Retired general Pete Chiarelli was the Army’s second-ranking officer in 2009 when Nidal Hasan struck, and he championed mental health for soldiers as vice chief of staff. He says the Army—and the civilian world—haven’t made much progress in dealing with mental health in recent decades. The nation needs a mental-health Manhattan Project to study the mind and figure out how to fix it when it’s hurt. Instead, Chiarelli argues, it’s relying on antiquated methods that don’t always work.
“We have horrible diagnostics, we’ve got 20 questions in DSM-5, the psychiatric manual, based on a numerical score that tells us whether we have post-traumatic stress or not, the drugs that we’re prescribing to these kids are all 30-to-40-year old anti-depressants, they’re all off-label kinds of drugs, genetically, everybody reacts differently to them, and we’re short of health-care providers,” says Chiarelli, who retired in 2012. “So even when we do have some therapies that work, we don’t always have the time to apply them—does it become easier to prescribe something, or put him through 15 to 20 90-minute sessions of cognitive behavioral therapy?”

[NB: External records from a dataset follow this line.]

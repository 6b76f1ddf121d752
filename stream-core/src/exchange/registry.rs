// =================================================================
// exchange/registry.rs - Provider Registry
// =================================================================

use std::collections::HashMap;
use std::fmt;
use std::str::FromStr;
use std::sync::Arc;
use std::time::Duration;

use serde::{Deserialize, Serialize};
use tracing::debug;

use super::{Exchange, ExchangeError};

/// Supported exchange providers
#[derive(Debug, Clone, Copy, PartialEq, Eq, Hash, Serialize, Deserialize)]
#[serde(rename_all = "lowercase")]
pub enum Provider {
    Binance,
    Bybit,
}

impl Provider {
    pub fn as_str(&self) -> &'static str {
        match self {
            Provider::Binance => "binance",
            Provider::Bybit => "bybit",
        }
    }
}

impl fmt::Display for Provider {
    fn fmt(&self, f: &mut fmt::Formatter<'_>) -> fmt::Result {
        f.write_str(self.as_str())
    }
}

impl FromStr for Provider {
    type Err = ExchangeError;

    fn from_str(s: &str) -> Result<Self, Self::Err> {
        match s.trim().to_lowercase().as_str() {
            "binance" => Ok(Provider::Binance),
            "bybit" => Ok(Provider::Bybit),
            other => Err(ExchangeError::NotRegistered(other.to_string())),
        }
    }
}

/// Options handed to a factory when building an exchange
#[derive(Debug, Clone)]
pub struct ExchangeOptions {
    pub testnet: bool,
    pub ws_url: Option<String>,
    pub api_url: Option<String>,
    pub request_timeout: Duration,
}

impl Default for ExchangeOptions {
    fn default() -> Self {
        Self {
            testnet: false,
            ws_url: None,
            api_url: None,
            request_timeout: Duration::from_secs(30),
        }
    }
}

pub type ExchangeFactory =
    Arc<dyn Fn(&ExchangeOptions) -> Result<Arc<dyn Exchange>, ExchangeError> + Send + Sync>;

/// Caller-owned map from provider to factory.
///
/// Build one at startup and pass it where exchanges are created; there is no
/// process-wide instance.
#[derive(Default, Clone)]
pub struct ExchangeRegistry {
    factories: HashMap<Provider, ExchangeFactory>,
}

impl ExchangeRegistry {
    pub fn new() -> Self {
        Self::default()
    }

    /// Registry with every connector shipped in this crate
    pub fn with_defaults() -> Self {
        let mut registry = Self::new();
        // A fresh registry cannot hold Binance yet
        let _ = registry.register(Provider::Binance, |options| {
            Ok(Arc::new(super::BinanceExchange::from_options(options)?) as Arc<dyn Exchange>)
        });
        registry
    }

    pub fn register<F>(&mut self, provider: Provider, factory: F) -> Result<(), ExchangeError>
    where
        F: Fn(&ExchangeOptions) -> Result<Arc<dyn Exchange>, ExchangeError>
            + Send
            + Sync
            + 'static,
    {
        if self.factories.contains_key(&provider) {
            return Err(ExchangeError::AlreadyRegistered(provider.to_string()));
        }
        debug!("Registered exchange provider: {}", provider);
        self.factories.insert(provider, Arc::new(factory));
        Ok(())
    }

    pub fn create(
        &self,
        provider: Provider,
        options: &ExchangeOptions,
    ) -> Result<Arc<dyn Exchange>, ExchangeError> {
        let factory = self
            .factories
            .get(&provider)
            .ok_or_else(|| ExchangeError::NotRegistered(provider.to_string()))?;
        factory(options)
    }

    pub fn contains(&self, provider: Provider) -> bool {
        self.factories.contains_key(&provider)
    }

    /// Registered providers in a stable order
    pub fn providers(&self) -> Vec<Provider> {
        let mut providers: Vec<Provider> = self.factories.keys().copied().collect();
        providers.sort_by_key(|p| p.as_str());
        providers
    }
}

impl fmt::Debug for ExchangeRegistry {
    fn fmt(&self, f: &mut fmt::Formatter<'_>) -> fmt::Result {
        f.debug_struct("ExchangeRegistry")
            .field("providers", &self.providers())
            .finish()
    }
}
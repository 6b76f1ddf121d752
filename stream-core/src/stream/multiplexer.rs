// =================================================================
// stream/multiplexer.rs - Subscription Registry
// =================================================================

use std::collections::{HashMap, HashSet};
use std::sync::Arc;

use tokio::sync::{mpsc, oneshot};
use tokio::task::JoinHandle;
use tracing::{debug, info, warn};

use super::slot::{Slot, SlotCommand, SlotEvent, SlotKey};
use super::{StreamConfig, StreamError, SubscriptionId, SubscriptionKey};
use crate::exchange::Exchange;

const COMMAND_BUFFER: usize = 256;

enum RegistryCommand {
    Attach {
        id: SubscriptionId,
        key: SubscriptionKey,
        events: mpsc::UnboundedSender<SlotEvent>,
        reply: oneshot::Sender<SlotLink>,
    },
    Detach {
        id: SubscriptionId,
    },
    Slots {
        reply: oneshot::Sender<Vec<SlotKey>>,
    },
}

/// Direct line from a subscription worker to the slot serving it
#[derive(Debug, Clone)]
pub(crate) struct SlotLink {
    commands: mpsc::UnboundedSender<SlotCommand>,
}

impl SlotLink {
    /// Ask the slot to bring this member live again after a backoff
    pub(crate) fn resume(&self, id: SubscriptionId) -> Result<(), StreamError> {
        self.commands
            .send(SlotCommand::Resume { id })
            .map_err(|_| StreamError::MultiplexerClosed)
    }
}

struct SlotEntry {
    commands: mpsc::UnboundedSender<SlotCommand>,
    members: HashSet<SubscriptionId>,
    task: JoinHandle<()>,
}

/// Handle to the registry task that maps subscriptions onto shared slots.
///
/// Slots are spawned on first attach and torn down when their last member
/// detaches. The registry stops once every handle is dropped.
#[derive(Clone)]
pub struct Multiplexer {
    commands: mpsc::Sender<RegistryCommand>,
}

impl Multiplexer {
    /// Spawn the registry task. Must be called inside a Tokio runtime.
    pub fn spawn(exchange: Arc<dyn Exchange>, config: Arc<StreamConfig>) -> Self {
        let (commands, command_rx) = mpsc::channel(COMMAND_BUFFER);
        let registry = Registry {
            exchange,
            config,
            slots: HashMap::new(),
            members: HashMap::new(),
        };
        tokio::spawn(registry.run(command_rx));
        Self { commands }
    }

    pub(crate) async fn attach(
        &self,
        id: SubscriptionId,
        key: SubscriptionKey,
        events: mpsc::UnboundedSender<SlotEvent>,
    ) -> Result<SlotLink, StreamError> {
        let (reply, response) = oneshot::channel();
        self.commands
            .send(RegistryCommand::Attach {
                id,
                key,
                events,
                reply,
            })
            .await
            .map_err(|_| StreamError::MultiplexerClosed)?;
        response.await.map_err(|_| StreamError::MultiplexerClosed)
    }

    pub(crate) async fn detach(&self, id: SubscriptionId) -> Result<(), StreamError> {
        self.commands
            .send(RegistryCommand::Detach { id })
            .await
            .map_err(|_| StreamError::MultiplexerClosed)
    }

    /// Keys of the slots currently alive
    pub async fn slots(&self) -> Result<Vec<SlotKey>, StreamError> {
        let (reply, response) = oneshot::channel();
        self.commands
            .send(RegistryCommand::Slots { reply })
            .await
            .map_err(|_| StreamError::MultiplexerClosed)?;
        response.await.map_err(|_| StreamError::MultiplexerClosed)
    }

    pub async fn slot_count(&self) -> Result<usize, StreamError> {
        Ok(self.slots().await?.len())
    }
}

struct Registry {
    exchange: Arc<dyn Exchange>,
    config: Arc<StreamConfig>,
    slots: HashMap<SlotKey, SlotEntry>,
    members: HashMap<SubscriptionId, SlotKey>,
}

impl Registry {
    async fn run(mut self, mut commands: mpsc::Receiver<RegistryCommand>) {
        while let Some(command) = commands.recv().await {
            match command {
                RegistryCommand::Attach {
                    id,
                    key,
                    events,
                    reply,
                } => {
                    let link = self.attach(id, key, events);
                    let _ = reply.send(link);
                }
                RegistryCommand::Detach { id } => self.detach(id),
                RegistryCommand::Slots { reply } => {
                    let _ = reply.send(self.slots.keys().cloned().collect());
                }
            }
        }

        for (key, entry) in self.slots.drain() {
            let _ = entry.commands.send(SlotCommand::Shutdown);
            debug!("Released slot {} on registry shutdown", key);
        }
        info!("Subscription registry stopped");
    }

    fn attach(
        &mut self,
        id: SubscriptionId,
        key: SubscriptionKey,
        events: mpsc::UnboundedSender<SlotEvent>,
    ) -> SlotLink {
        let slot_key = SlotKey::for_subscription(self.exchange.as_ref(), &key);

        // A slot whose task died is replaced rather than reused
        if self
            .slots
            .get(&slot_key)
            .map_or(false, |entry| entry.task.is_finished())
        {
            warn!("Slot {} stopped unexpectedly, respawning", slot_key);
            self.slots.remove(&slot_key);
        }

        let entry = self.slots.entry(slot_key.clone()).or_insert_with(|| {
            info!("Opening slot {}", slot_key);
            let (commands, task) = Slot::spawn(
                slot_key.clone(),
                Arc::clone(&self.exchange),
                Arc::clone(&self.config),
            );
            SlotEntry {
                commands,
                members: HashSet::new(),
                task,
            }
        });

        entry.members.insert(id);
        let _ = entry.commands.send(SlotCommand::Join { id, key, events });
        self.members.insert(id, slot_key);

        SlotLink {
            commands: entry.commands.clone(),
        }
    }

    fn detach(&mut self, id: SubscriptionId) {
        let Some(slot_key) = self.members.remove(&id) else {
            return;
        };
        let Some(entry) = self.slots.get_mut(&slot_key) else {
            return;
        };

        entry.members.remove(&id);
        let _ = entry.commands.send(SlotCommand::Leave { id });

        if entry.members.is_empty() {
            let _ = entry.commands.send(SlotCommand::Shutdown);
            self.slots.remove(&slot_key);
            info!("Closed slot {}, no subscribers left", slot_key);
        }
    }
}
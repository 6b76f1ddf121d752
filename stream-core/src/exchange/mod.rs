// exchange/mod.rs
pub mod binance;
pub mod errors;
pub mod registry;
pub mod traits;
pub mod types;
pub mod utils;

// Re-export main interfaces for easy access
pub use binance::BinanceExchange;
pub use errors::ExchangeError;
pub use registry::{ExchangeFactory, ExchangeOptions, ExchangeRegistry, Provider};
pub use traits::{Connection, Decoded, Exchange, FeedPayload, Inbound, Outbound};
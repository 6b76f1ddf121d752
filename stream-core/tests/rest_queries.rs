mod common;

use common::*;
use stream_common::data::types::{KlineInterval, Symbol};
use stream_core::exchange::{Exchange, ExchangeError};

#[tokio::test]
async fn test_rest_queries_default_to_unsupported() {
    let (mock, _links) = MockExchange::new();
    let symbol = Symbol::new("BTCUSDT");

    let err = mock.fetch_ticker(&symbol).await.unwrap_err();
    assert!(matches!(err, ExchangeError::Unsupported(_)));
    assert!(!err.is_retryable());

    assert!(matches!(
        mock.fetch_trades(&symbol, 10).await,
        Err(ExchangeError::Unsupported(_))
    ));
    assert!(matches!(
        mock.fetch_klines(&symbol, KlineInterval::OneMinute, 10).await,
        Err(ExchangeError::Unsupported(_))
    ));
    assert!(matches!(
        mock.fetch_symbols().await,
        Err(ExchangeError::Unsupported(_))
    ));
}
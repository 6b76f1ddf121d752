// book/mod.rs
pub mod replica;
pub mod sync;

pub use replica::{DepthDiff, DepthSnapshot, DiffCheck, OrderBookReplica};
pub use sync::{BookSync, SyncOutcome};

Too much research funded by the federal government remains locked up by the researchers who did it instead of being widely shared with others who might be able to build on it, Chiarelli says. “I had no idea when I signed the [$50 million suicide-prevention] contract with NIH [the federally-funded National Institutes of Health] that the data they collected wouldn’t be released to all the people who were studying suicide, and only released to those people who were part of the study,” he says. “The Army’s thrown $500 million against PTS [post-traumatic stress] research, and what have they got? They’ve still got DSM-5 and a bunch of anti-depressants—they have no new drugs.” Smarter research would go a long way to helping solve such mental-health woes, Chiarelli says—and not just in the Army.
“Go ahead and complain about this kid who had post-traumatic stress down at Fort Hood, Texas,” he says. “But there are all kinds of other people—as we saw at Newtown—who never served a day in the military who have this problem, and we don’t have what we need to help them. Whether it’s Newtown or the Navy Yard or Fort Hood, you have a gun—but you also had a person who had a severe mental issue,” Chiarelli says. “Now that we have the ability to crunch data and probably find diagnostics, and then treatment, for this stuff, God damn it, why aren’t we doing it?”